Interactive neurorobotics: Behavioral and neural dynamics of agent interactions.

作者信息

Leonardis Eric J, Breston Leo, Lucero-Moore Rhiannon, Sena Leigh, Kohli Raunit, Schuster Luisa, Barton-Gluzman Lacha, Quinn Laleh K, Wiles Janet, Chiba Andrea A

机构信息

Department of Cognitive Science, University of California, San Diego, San Diego, CA, United States.

Program in Neurosciences, University of California, San Diego, San Diego, CA, United States.

出版信息

Front Psychol. 2022 Aug 17;13:897603. doi: 10.3389/fpsyg.2022.897603. eCollection 2022.

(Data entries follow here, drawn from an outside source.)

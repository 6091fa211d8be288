//! Runtime configuration.
//!
//! ## Environment variables
//!
//! - `MACHINE_VIEW_TITLE`: title line of the document (default: `Machine View`)
//! - `MACHINE_VIEW_FALLBACK_HEADING`: heading for untitled slices (default: `Untitled section`)
//! - `MACHINE_VIEW_TOGGLE_KEY`: single ASCII letter that toggles the overlay (default: `m`)
//! - `MACHINE_VIEW_COPIED_MS`: how long the "copied" indicator stays on (default: 2000)
//! - `MACHINE_VIEW_PREFERENCES_PATH`: JSON file for the persisted mode (default: in-memory)
//! - `MACHINE_VIEW_CONTENT_PATH`: site content manifest to mount at startup (default: none)
//!
//! Invalid values are logged and replaced by their defaults.

use serde::{Deserialize, Serialize};
use std::path::PathBuf;
use std::sync::Arc;
use std::time::Duration;

use crate::store::{FilePreferenceStore, InMemoryPreferenceStore, PreferenceStore};

/// Default toggle key.
pub const DEFAULT_TOGGLE_KEY: char = 'm';

/// Default "copied" indicator duration in milliseconds.
pub const DEFAULT_COPIED_MS: u64 = 2000;

/// Configuration for the machine view.
#[derive(Debug, Clone, PartialEq, Eq, Serialize, Deserialize)]
#[serde(default)]
pub struct MachineViewConfig {
    /// Title line of the serialized document.
    pub document_title: String,
    /// Heading used for slices without a title.
    pub fallback_heading: String,
    /// Letter key that toggles the overlay.
    pub toggle_key: char,
    /// How long the copy confirmation stays visible, in milliseconds.
    pub copied_indicator_ms: u64,
    /// Where to persist the mode; in-memory when `None`.
    pub preferences_path: Option<PathBuf>,
    /// Site content manifest mounted at startup.
    pub content_path: Option<PathBuf>,
}

impl Default for MachineViewConfig {
    fn default() -> Self {
        Self {
            document_title: "Machine View".to_string(),
            fallback_heading: "Untitled section".to_string(),
            toggle_key: DEFAULT_TOGGLE_KEY,
            copied_indicator_ms: DEFAULT_COPIED_MS,
            preferences_path: None,
            content_path: None,
        }
    }
}

impl MachineViewConfig {
    /// Load configuration from the process environment.
    pub fn from_env() -> Self {
        Self::from_lookup(|key| std::env::var(key).ok())
    }

    /// Load configuration through an arbitrary variable lookup.
    pub fn from_lookup<F>(lookup: F) -> Self
    where
        F: Fn(&str) -> Option<String>,
    {
        let mut config = Self::default();

        if let Some(title) = lookup("MACHINE_VIEW_TITLE").filter(|s| !s.trim().is_empty()) {
            config.document_title = title;
        }

        if let Some(heading) = lookup("MACHINE_VIEW_FALLBACK_HEADING").filter(|s| !s.trim().is_empty()) {
            config.fallback_heading = heading;
        }

        if let Some(raw) = lookup("MACHINE_VIEW_TOGGLE_KEY") {
            match parse_toggle_key(&raw) {
                Some(key) => config.toggle_key = key,
                None => tracing::warn!(
                    value = %raw,
                    "MACHINE_VIEW_TOGGLE_KEY must be a single ASCII letter, using default"
                ),
            }
        }

        if let Some(raw) = lookup("MACHINE_VIEW_COPIED_MS") {
            match raw.trim().parse::<u64>() {
                Ok(ms) => config.copied_indicator_ms = ms,
                Err(e) => tracing::warn!(
                    value = %raw,
                    error = %e,
                    "MACHINE_VIEW_COPIED_MS is not a number, using default"
                ),
            }
        }

        config.preferences_path = lookup("MACHINE_VIEW_PREFERENCES_PATH")
            .filter(|s| !s.is_empty())
            .map(PathBuf::from);
        config.content_path = lookup("MACHINE_VIEW_CONTENT_PATH")
            .filter(|s| !s.is_empty())
            .map(PathBuf::from);

        config
    }

    /// The copied-indicator duration.
    pub fn copied_indicator(&self) -> Duration {
        Duration::from_millis(self.copied_indicator_ms)
    }

    /// Build the preference store this config selects.
    pub fn preference_store(&self) -> Arc<dyn PreferenceStore> {
        match &self.preferences_path {
            Some(path) => Arc::new(FilePreferenceStore::new(path.clone())),
            None => Arc::new(InMemoryPreferenceStore::new()),
        }
    }
}

fn parse_toggle_key(raw: &str) -> Option<char> {
    let mut chars = raw.trim().chars();
    match (chars.next(), chars.next()) {
        (Some(c), None) if c.is_ascii_alphabetic() => Some(c.to_ascii_lowercase()),
        _ => None,
    }
}

#[cfg(test)]
mod tests {
    use super::*;
    use std::collections::HashMap;

    fn lookup(vars: &[(&str, &str)]) -> impl Fn(&str) -> Option<String> {
        let map: HashMap<String, String> = vars
            .iter()
            .map(|(k, v)| (k.to_string(), v.to_string()))
            .collect();
        move |key| map.get(key).cloned()
    }

    #[test]
    fn test_defaults_when_unset() {
        let config = MachineViewConfig::from_lookup(lookup(&[]));
        assert_eq!(config, MachineViewConfig::default());
        assert_eq!(config.copied_indicator(), Duration::from_millis(2000));
    }

    #[test]
    fn test_reads_values() {
        let config = MachineViewConfig::from_lookup(lookup(&[
            ("MACHINE_VIEW_TITLE", "Site for agents"),
            ("MACHINE_VIEW_TOGGLE_KEY", "K"),
            ("MACHINE_VIEW_COPIED_MS", "500"),
            ("MACHINE_VIEW_PREFERENCES_PATH", "/tmp/prefs.json"),
        ]));
        assert_eq!(config.document_title, "Site for agents");
        assert_eq!(config.toggle_key, 'k');
        assert_eq!(config.copied_indicator_ms, 500);
        assert_eq!(config.preferences_path, Some(PathBuf::from("/tmp/prefs.json")));
    }

    #[test]
    fn test_invalid_values_fall_back() {
        let config = MachineViewConfig::from_lookup(lookup(&[
            ("MACHINE_VIEW_TOGGLE_KEY", "ctrl+m"),
            ("MACHINE_VIEW_COPIED_MS", "soon"),
            ("MACHINE_VIEW_TITLE", "   "),
        ]));
        assert_eq!(config.toggle_key, DEFAULT_TOGGLE_KEY);
        assert_eq!(config.copied_indicator_ms, DEFAULT_COPIED_MS);
        assert_eq!(config.document_title, "Machine View");
    }

    #[test]
    fn test_deserializes_partial_json() {
        let config: MachineViewConfig = serde_json::from_str(r#"{"toggle_key":"x"}"#).unwrap();
        assert_eq!(config.toggle_key, 'x');
        assert_eq!(config.fallback_heading, "Untitled section");
    }
}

DOI:10.3389/fpsyg.2022.897603
PMID:36059768
原文链接:https://pmc.ncbi.nlm.nih.gov/articles/PMC9431369/
Abstract

Interactive neurorobotics is a subfield which characterizes brain responses evoked during interaction with a robot, and their relationship with the behavioral responses. Gathering rich neural and behavioral data from humans or animals responding to agents can act as a scaffold for the design process of future social robots. This research seeks to study how organisms respond to artificial agents in contrast to biological or inanimate ones. This experiment uses the novel affordances of the robotic platforms to investigate complex dynamics during minimally structured interactions that would be difficult to capture with classical experimental setups. We then propose a general framework for such experiments that emphasizes naturalistic interactions combined with multimodal observations and complementary analysis pipelines that are necessary to render a holistic picture of the data for the purpose of informing robotic design principles. Finally, we demonstrate this approach with an exemplar rat-robot social interaction task which included simultaneous multi-agent tracking and neural recordings.

摘要

交互式神经机器人技术是一个子领域,它描述了在与机器人交互过程中诱发的大脑反应及其与行为反应的关系。从人类或动物对智能体的反应中收集丰富的神经和行为数据,可以为未来社交机器人的设计过程提供支撑。本研究旨在探究生物体如何与人工智能体互动,以及与生物或无生命物体互动的差异。该实验利用机器人平台的新颖特性,研究在结构化程度极低的交互过程中的复杂动态,而这是传统实验装置难以捕捉的。然后,我们提出了一个此类实验的通用框架,强调自然主义交互与多模态观察以及互补分析管道相结合,这些对于全面呈现数据以指导机器人设计原则是必不可少的。最后,我们通过一个典型的大鼠 - 机器人社交互动任务展示了这种方法,该任务包括同步多智能体跟踪和神经记录。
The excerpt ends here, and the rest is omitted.